В том-то и состоит специфика оценочных понятий, что они позволяют учесть все многообразие жизненных ситуаций. Поэтому придавать обязательное значение всему набору признаков, выделяемых в постановлениях Пленума «через запятую» нелогично, при квалификации нужно оценивать все параметры преступной группы в их единстве и взаимосвязи.


Итак, признак «устойчивости» полностью формализовать не представляется возможным, мыслима лишь частичная его детализация. И в этом плане при квалификации порой возникает вопрос, а каким должно быть минимальное количество совершенных организованной группой преступлений? Из текста ст. 35 УК прямо следует, что порой и одного преступления достаточно. Но очевидно, что не любого. И в этой связи Пленум Верховного Суда РФ еще в 1997 г. указал, что банда может быть создана и для совершения одного, но требующего тщательной подготовки нападения. В сфере экономики такие (требующие тщательной подготовки) преступления встречаются не столь и редко, например, крупные продолжаемые мошенничества (одна финансовая пирамида «МММ» чего стоит). Порой одно рейдерское преступление, например захват крупного предприятия, требует длительного планирования и времени совершения. Таковы бывают и преднамеренные банкротства с длительным выводом активов группой соучастников, распределивших между собой функции.


А если преступления не столь масштабные, а относительно простые (не требующие тщательной подготовки)? В этом случае для организованной группы, как представляется, должна быть характерна, помимо иных проявлений устойчивости, система совершенных преступлений (т. е. три и более). Без систематичности вряд ли можно констатировать устойчивость группы. Не случайно при характеристике организованных групп в специальной литературе акцентируется внимание на преступной деятельности. В числе ключевых признаков организованной группы зачастую отмечаются и длительный по времени или интенсивный за короткий промежуток времени период преступной деятельности группы, количество совершенных ею преступлений. В свое время Р. Р. Галиакбаров в связи с этим предлагал даже в УК РФ в качестве показателя устойчивости организованной группы использовать признак систематичности совершаемых группой преступлений. Но с этим мнением согласиться нельзя. Качественный оценочный признак (устойчивость) в полной мере формализовать невозможно. Как уже отмечалось, порой обстоятельства и одного крупного преступления свидетельствуют о том, что его соучастники столь тесно соорганизовались, что есть основания говорить об устойчивости их объединения. И в сфере экономики нередки устойчивые объединения, совершившие одно масштабное (например, рейдерское) преступление. Этим единым может явиться и продолжаемое преступление, фактически охватывающее 20–30 эпизодов. Иными словами, «за плечами» организованной группы юридически может и не быть системы преступлений.

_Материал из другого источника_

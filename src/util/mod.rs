//! Shared utilities

pub mod config;
pub mod context;
pub mod fs;
pub mod hash;
pub mod http;
pub mod process;
pub mod shell;
pub mod signal;

pub use config::Config;
pub use context::GlobalContext;

/// Format an error with its chain of causes (`outer: inner: root`).
pub fn display_error_chain(err: &dyn std::error::Error) -> String {
    let mut message = err.to_string();
    let mut source = err.source();

    while let Some(cause) = source {
        let cause_message = cause.to_string();
        // transparent wrappers repeat their inner message
        if !message.ends_with(&cause_message) {
            message.push_str(": ");
            message.push_str(&cause_message);
        }
        source = cause.source();
    }

    message
}

#[cfg(test)]
mod tests {
    use super::*;
    use std::io;

    #[derive(Debug, thiserror::Error)]
    #[error("loading failed")]
    struct Outer(#[source] io::Error);

    #[test]
    fn test_display_error_chain() {
        let err = Outer(io::Error::new(io::ErrorKind::NotFound, "no such file"));
        assert_eq!(display_error_chain(&err), "loading failed: no such file");
    }
}
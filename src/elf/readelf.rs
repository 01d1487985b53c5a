//! ELF introspection through `readelf -V -W`.

use std::path::{Path, PathBuf};
use std::sync::LazyLock;

use regex::Regex;

use super::{ElfIntrospector, IntrospectionError, VersionQuery};
use crate::util::process::{find_readelf, ProcessBuilder};

static NAME_RE: LazyLock<Regex> =
    LazyLock::new(|| Regex::new(r"Name:\s*(\S+)").expect("valid regex"));

const VERNEED_HEADER: &str = "Version needs section";
const VERDEF_HEADER: &str = "Version definition section";

/// Reads version sections from the text dump of a `readelf` subprocess.
#[derive(Debug, Clone)]
pub struct ReadelfIntrospector {
    readelf: PathBuf,
}

impl ReadelfIntrospector {
    /// Use a specific `readelf` binary.
    pub fn new(readelf: impl Into<PathBuf>) -> Self {
        ReadelfIntrospector {
            readelf: readelf.into(),
        }
    }

    /// Locate `readelf` (honoring `$READELF`).
    pub fn from_path() -> Result<Self, IntrospectionError> {
        find_readelf()
            .map(Self::new)
            .ok_or(IntrospectionError::ToolNotFound)
    }
}

impl ElfIntrospector for ReadelfIntrospector {
    fn version_names(
        &self,
        path: &Path,
        query: VersionQuery,
    ) -> Result<Vec<String>, IntrospectionError> {
        let cmd = ProcessBuilder::new(&self.readelf)
            .args(["-V", "-W"])
            .arg(path);

        let output = cmd.exec().map_err(|e| IntrospectionError::Tool {
            command: cmd.display_command(),
            message: e.to_string(),
        })?;

        if !output.status.success() {
            return Err(IntrospectionError::Tool {
                command: cmd.display_command(),
                message: String::from_utf8_lossy(&output.stderr).trim().to_string(),
            });
        }

        Ok(parse_version_dump(
            &String::from_utf8_lossy(&output.stdout),
            query,
        ))
    }

    fn name(&self) -> &'static str {
        "readelf"
    }
}

#[derive(Debug, Clone, Copy, PartialEq, Eq)]
enum Section {
    None,
    Needs,
    Definitions,
}

/// Extract `Name:` tokens from the requested sections of a `readelf -V` dump.
pub fn parse_version_dump(dump: &str, query: VersionQuery) -> Vec<String> {
    let mut names = Vec::new();
    let mut section = Section::None;

    for line in dump.lines() {
        if line.trim().is_empty() {
            section = Section::None;
            continue;
        }

        if line.starts_with(VERNEED_HEADER) {
            section = Section::Needs;
            continue;
        }

        if line.starts_with(VERDEF_HEADER) {
            section = Section::Definitions;
            continue;
        }

        let wanted = match section {
            Section::None => false,
            Section::Needs => query.includes_required(),
            Section::Definitions => query.includes_defined(),
        };

        if !wanted {
            continue;
        }

        if let Some(captures) = NAME_RE.captures(line) {
            names.push(captures[1].to_string());
        }
    }

    names
}
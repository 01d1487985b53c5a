//! appimagelint CLI - checks AppImages for compatibility with Linux distributions

use std::io::{self, IsTerminal};

use anyhow::Result;
use clap::Parser;
use tracing_subscriber::EnvFilter;

use appimagelint::util::signal::{install_interrupt_handler, interrupted, INTERRUPTED_EXIT_CODE};

mod cli;
mod commands;

use cli::{Cli, Commands};

fn main() {
    let result = run();

    if interrupted() {
        eprintln!("error: interrupted by user");
        std::process::exit(INTERRUPTED_EXIT_CODE);
    }

    if let Err(e) = result {
        eprintln!("error: {:#}", e);
        std::process::exit(1);
    }
}

fn run() -> Result<()> {
    // Parse CLI
    let cli = Cli::parse();

    init_logging(&cli);
    install_interrupt_handler();

    // Execute command
    match cli.command {
        Some(Commands::Cache(args)) => commands::cache::execute(args, cli.offline, cli.force_colors),
        Some(Commands::Completions(args)) => commands::completions::execute(args),
        None => commands::check::execute(cli.check, cli.offline, cli.force_colors),
    }
}

/// Log to stderr; `RUST_LOG` replaces the default filter.
fn init_logging(cli: &Cli) {
    let default = if cli.debug {
        "appimagelint=debug"
    } else {
        "appimagelint=info"
    };

    let filter = EnvFilter::try_from_default_env().unwrap_or_else(|_| EnvFilter::new(default));

    let builder = tracing_subscriber::fmt()
        .with_env_filter(filter)
        .with_target(false)
        .with_writer(io::stderr)
        .with_ansi(cli.force_colors || io::stderr().is_terminal())
        .with_file(cli.log_source_location)
        .with_line_number(cli.log_source_location);

    if cli.log_timestamps {
        builder.init();
    } else {
        builder.without_time().init();
    }
}
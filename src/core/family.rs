//! Symbol families and the version sets collected for them.

use std::collections::BTreeSet;
use std::fmt;
use std::str::FromStr;

use serde::{Deserialize, Serialize};

use crate::core::version::{max_version, Version};

/// A group of versioned dynamic symbols belonging to one system library.
#[derive(Debug, Clone, Copy, PartialEq, Eq, PartialOrd, Ord, Hash, Serialize, Deserialize)]
#[serde(rename_all = "lowercase")]
pub enum SymbolFamily {
    /// GNU C library, `GLIBC_x.y`
    Glibc,
    /// GNU C++ standard library, `GLIBCXX_x.y.z`
    Glibcxx,
}

impl SymbolFamily {
    pub const ALL: [SymbolFamily; 2] = [SymbolFamily::Glibc, SymbolFamily::Glibcxx];

    /// Short identifier used in cache keys and result IDs.
    pub fn id(&self) -> &'static str {
        match self {
            SymbolFamily::Glibc => "glibc",
            SymbolFamily::Glibcxx => "glibcxx",
        }
    }

    /// Symbol version prefix.
    pub fn prefix(&self) -> &'static str {
        match self {
            SymbolFamily::Glibc => "GLIBC_",
            SymbolFamily::Glibcxx => "GLIBCXX_",
        }
    }

    /// Human-readable check name.
    pub fn check_name(&self) -> &'static str {
        match self {
            SymbolFamily::Glibc => "GNU libc ABI check",
            SymbolFamily::Glibcxx => "GNU libstdc++ ABI check",
        }
    }

    /// Identifier of the check for this family (`glibc_abi_check`).
    pub fn check_id(&self) -> String {
        format!("{}_abi_check", self.id())
    }
}

impl fmt::Display for SymbolFamily {
    fn fmt(&self, f: &mut fmt::Formatter<'_>) -> fmt::Result {
        f.write_str(self.id())
    }
}

impl FromStr for SymbolFamily {
    type Err = String;

    fn from_str(s: &str) -> Result<Self, Self::Err> {
        match s.to_lowercase().as_str() {
            "glibc" | "libc" => Ok(SymbolFamily::Glibc),
            "glibcxx" | "libstdc++" | "libstdcxx" => Ok(SymbolFamily::Glibcxx),
            _ => Err(format!(
                "invalid symbol family '{}', valid values: glibc, glibcxx",
                s
            )),
        }
    }
}

/// Version suffixes of one symbol family, collected from one or more binaries.
#[derive(Debug, Clone, PartialEq, Eq)]
pub struct SymbolVersionSet {
    family: SymbolFamily,
    versions: BTreeSet<String>,
}

impl SymbolVersionSet {
    /// Create an empty set.
    pub fn new(family: SymbolFamily) -> Self {
        SymbolVersionSet {
            family,
            versions: BTreeSet::new(),
        }
    }

    pub fn family(&self) -> SymbolFamily {
        self.family
    }

    /// Merge versions into the set.
    pub fn extend(&mut self, versions: impl IntoIterator<Item = String>) {
        self.versions.extend(versions);
    }

    /// Merge another set of the same family.
    pub fn union(&mut self, other: &SymbolVersionSet) {
        debug_assert_eq!(self.family, other.family);
        self.versions.extend(other.versions.iter().cloned());
    }

    pub fn is_empty(&self) -> bool {
        self.versions.is_empty()
    }

    pub fn len(&self) -> usize {
        self.versions.len()
    }

    pub fn iter(&self) -> impl Iterator<Item = &str> {
        self.versions.iter().map(String::as_str)
    }

    /// The highest version in the set.
    pub fn max(&self) -> Option<Version> {
        max_version(self.iter())
    }
}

Но если выявлены не масштабные (требующие тщательной подготовки, планирования и т. д.) экономические преступления, а относительно простые преступления, то для констатации устойчивости и, как следствие, организованной группы, представляется необходимым устанавливать, как минимум, три совершенных ими преступления. Это своего рода общее правило, потому что устойчивость при совершении одного преступления – менее распространенное явление.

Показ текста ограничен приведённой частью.